- WORK ORDER
From the top of the records below, return each line exactly, ending with the line that contains "use nomad_client::RelocationRequest;".

-- EXTRACTED ENTRIES follows --

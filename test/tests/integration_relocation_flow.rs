/// Uninterrupted relocations: the component ends up on the target with its
/// state, and traffic sent at any phase reaches it exactly once, in order.
use serde_json::json;

use nomad_client::RelocationRequest;
use nomad_shared::{
    ChannelDescriptor, Message, Participant, RelocationCondition, RelocationStatus, Tag,
};
use nomad_test::{ch1, recorder, Journal, TestBus};

fn init_logging() {
    let _ = env_logger::builder().is_test(true).try_init();
}

fn select(id: &str) -> Message {
    Message::new("onSelect").with("id", id)
}

fn bus_with(journal: &Journal, a_on: &str, b_on: &str) -> TestBus {
    let mut bus = TestBus::new(&["s1", "s2"], journal);
    bus.wire(ch1());
    bus.place(recorder("A"), a_on);
    bus.place(recorder("B"), b_on);
    bus
}

#[test]
fn relocated_component_runs_on_target_with_its_state() {
    init_logging();
    let journal = Journal::new();
    let mut bus = bus_with(&journal, "s1", "s2");
    bus.publish("A", select("x1"));
    bus.publish("A", select("x2"));

    bus.relocate("m1", &["B"], "s2", "s1");

    let item = bus.coordinator().item("m1", "B").unwrap();
    assert_eq!(item.status(), RelocationStatus::Run);
    assert_eq!(item.condition(), RelocationCondition::Success);
    assert_eq!(item.history(), &RelocationStatus::ALL[..]);
    assert_eq!(bus.coordinator().progress("m1"), Some(100));

    assert!(bus.runtime("s2").container("B").is_none());
    let moved = bus.runtime("s1").container("B").unwrap();
    assert_eq!(moved.property("seen"), Some(json!(2)));
    assert!(!moved.proxy().is_blocked());
    assert_eq!(
        bus.runtime("s2").devices().host_of("B").map(String::as_str),
        Some("s1")
    );
    assert!(!bus.runtime("s1").channel("ch1").unwrap().is_blocked());
    assert!(!bus.runtime("s2").channel("ch1").unwrap().is_blocked());

    bus.publish("A", select("x3"));
    let shows = journal.of("B", "show");
    assert_eq!(shows.len(), 3);
    assert_eq!(shows[2].session_id, "s1");
    assert_eq!(
        bus.runtime("s1").container("B").unwrap().property("seen"),
        Some(json!(3))
    );
    assert!(bus.errors().is_empty(), "{:?}", bus.errors());
}

#[test]
fn relocation_reports_start_progress_and_completion() {
    init_logging();
    let journal = Journal::new();
    let mut bus = bus_with(&journal, "s1", "s2");

    bus.relocate("m1", &["B"], "s2", "s1");

    assert_eq!(bus.events_tagged(Tag::MigrationStart).len(), 1);
    let progress = bus.events_tagged(Tag::MigrationProgress);
    assert_eq!(progress.len(), 8);
    let statuses: Vec<RelocationStatus> = progress
        .iter()
        .filter_map(|event| event.relocation_payload()?.status)
        .collect();
    assert_eq!(statuses, RelocationStatus::ALL[1..].to_vec());

    let complete = bus.events_tagged(Tag::MigrationComplete);
    assert_eq!(complete.len(), 1);
    let payload = complete[0].relocation_payload().unwrap();
    assert_eq!(payload.migration_id, "m1");
    assert_eq!(payload.condition, Some(RelocationCondition::Success));
    assert!(bus.events_tagged(Tag::MigrationFailed).is_empty());
    assert!(bus.coordinator().is_finished("m1"));
}

#[test]
fn traffic_during_relocation_arrives_once_in_order() {
    init_logging();
    let journal = Journal::new();
    let mut bus = bus_with(&journal, "s1", "s2");
    let mut sent = vec!["x0".to_string()];
    bus.publish("A", select("x0"));

    bus.begin(RelocationRequest::new("m1", &["B"], "s2", "s1"));
    loop {
        let finished = bus.step("m1", "s2", "s1");
        let id = format!("x{}", sent.len());
        bus.publish("A", select(&id));
        sent.push(id);
        if finished {
            break;
        }
    }

    let received: Vec<String> = journal
        .values("B", "show", "target")
        .into_iter()
        .map(|value| value.as_str().unwrap().to_string())
        .collect();
    assert_eq!(received, sent);
    let shows = journal.of("B", "show");
    assert_eq!(shows.first().unwrap().session_id, "s2");
    assert_eq!(shows.last().unwrap().session_id, "s1");
}

#[test]
fn relocating_away_from_the_publisher_keeps_order() {
    init_logging();
    let journal = Journal::new();
    let mut bus = bus_with(&journal, "s1", "s1");
    let mut sent = Vec::new();

    bus.begin(RelocationRequest::new("m1", &["B"], "s1", "s2"));
    loop {
        let finished = bus.step("m1", "s1", "s2");
        let id = format!("y{}", sent.len());
        bus.publish("A", select(&id));
        sent.push(id);
        if finished {
            break;
        }
    }

    let received: Vec<String> = journal
        .values("B", "show", "target")
        .into_iter()
        .map(|value| value.as_str().unwrap().to_string())
        .collect();
    assert_eq!(received, sent);
    assert!(journal
        .of("B", "show")
        .iter()
        .all(|entry| entry.session_id == "s2"));
}

#[test]
fn messages_held_by_the_moving_component_are_released_on_target() {
    init_logging();
    let journal = Journal::new();
    let mut bus = TestBus::new(&["s1", "s2"], &journal);
    bus.wire(
        ChannelDescriptor::link("toLog")
            .sender(Participant::publisher("B", "onEcho", &["id"]))
            .receiver(Participant::consumer("C", "log", &["id"])),
    );
    bus.place(recorder("B"), "s2");
    bus.place(recorder("C"), "s1");
    let echo = |id: &str| Message::new("onEcho").with("id", id);

    bus.begin(RelocationRequest::new("m1", &["B"], "s2", "s1"));
    bus.step("m1", "s2", "s1");
    bus.publish("B", echo("e1"));
    for _ in 0..3 {
        bus.step("m1", "s2", "s1");
    }
    assert_eq!(
        bus.coordinator().item("m1", "B").unwrap().status(),
        RelocationStatus::Reintegrate
    );
    bus.publish("B", echo("e2"));
    assert!(journal.of("C", "log").is_empty());

    while !bus.step("m1", "s2", "s1") {}
    bus.publish("B", echo("e3"));

    assert_eq!(
        journal.values("C", "log", "id"),
        vec![json!("e1"), json!("e2"), json!("e3")]
    );
}

#[test]
fn several_components_move_together() {
    init_logging();
    let journal = Journal::new();
    let mut bus = bus_with(&journal, "s1", "s1");
    bus.publish("A", select("before"));

    bus.relocate("m1", &["A", "B"], "s1", "s2");

    assert!(bus.runtime("s1").instances().is_empty());
    assert_eq!(bus.runtime("s2").instances(), vec!["A", "B"]);
    assert!(bus
        .coordinator()
        .items("m1")
        .unwrap()
        .iter()
        .all(|item| item.condition() == RelocationCondition::Success));

    bus.publish("A", select("after"));
    let shows = journal.of("B", "show");
    assert_eq!(shows.len(), 2);
    assert_eq!(shows[0].session_id, "s1");
    assert_eq!(shows[1].session_id, "s2");
    assert!(!bus.runtime("s2").has_outgoing());
}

-- EXTRACTED ENTRIES concluded --

- SOLUTION BELOW
filename test/tests/integration_relocation_flow.rs
/// Uninterrupted relocations: the component ends up on the target with its
/// state, and traffic sent at any phase reaches it exactly once, in order.
use serde_json::json;

use nomad_client::RelocationRequest;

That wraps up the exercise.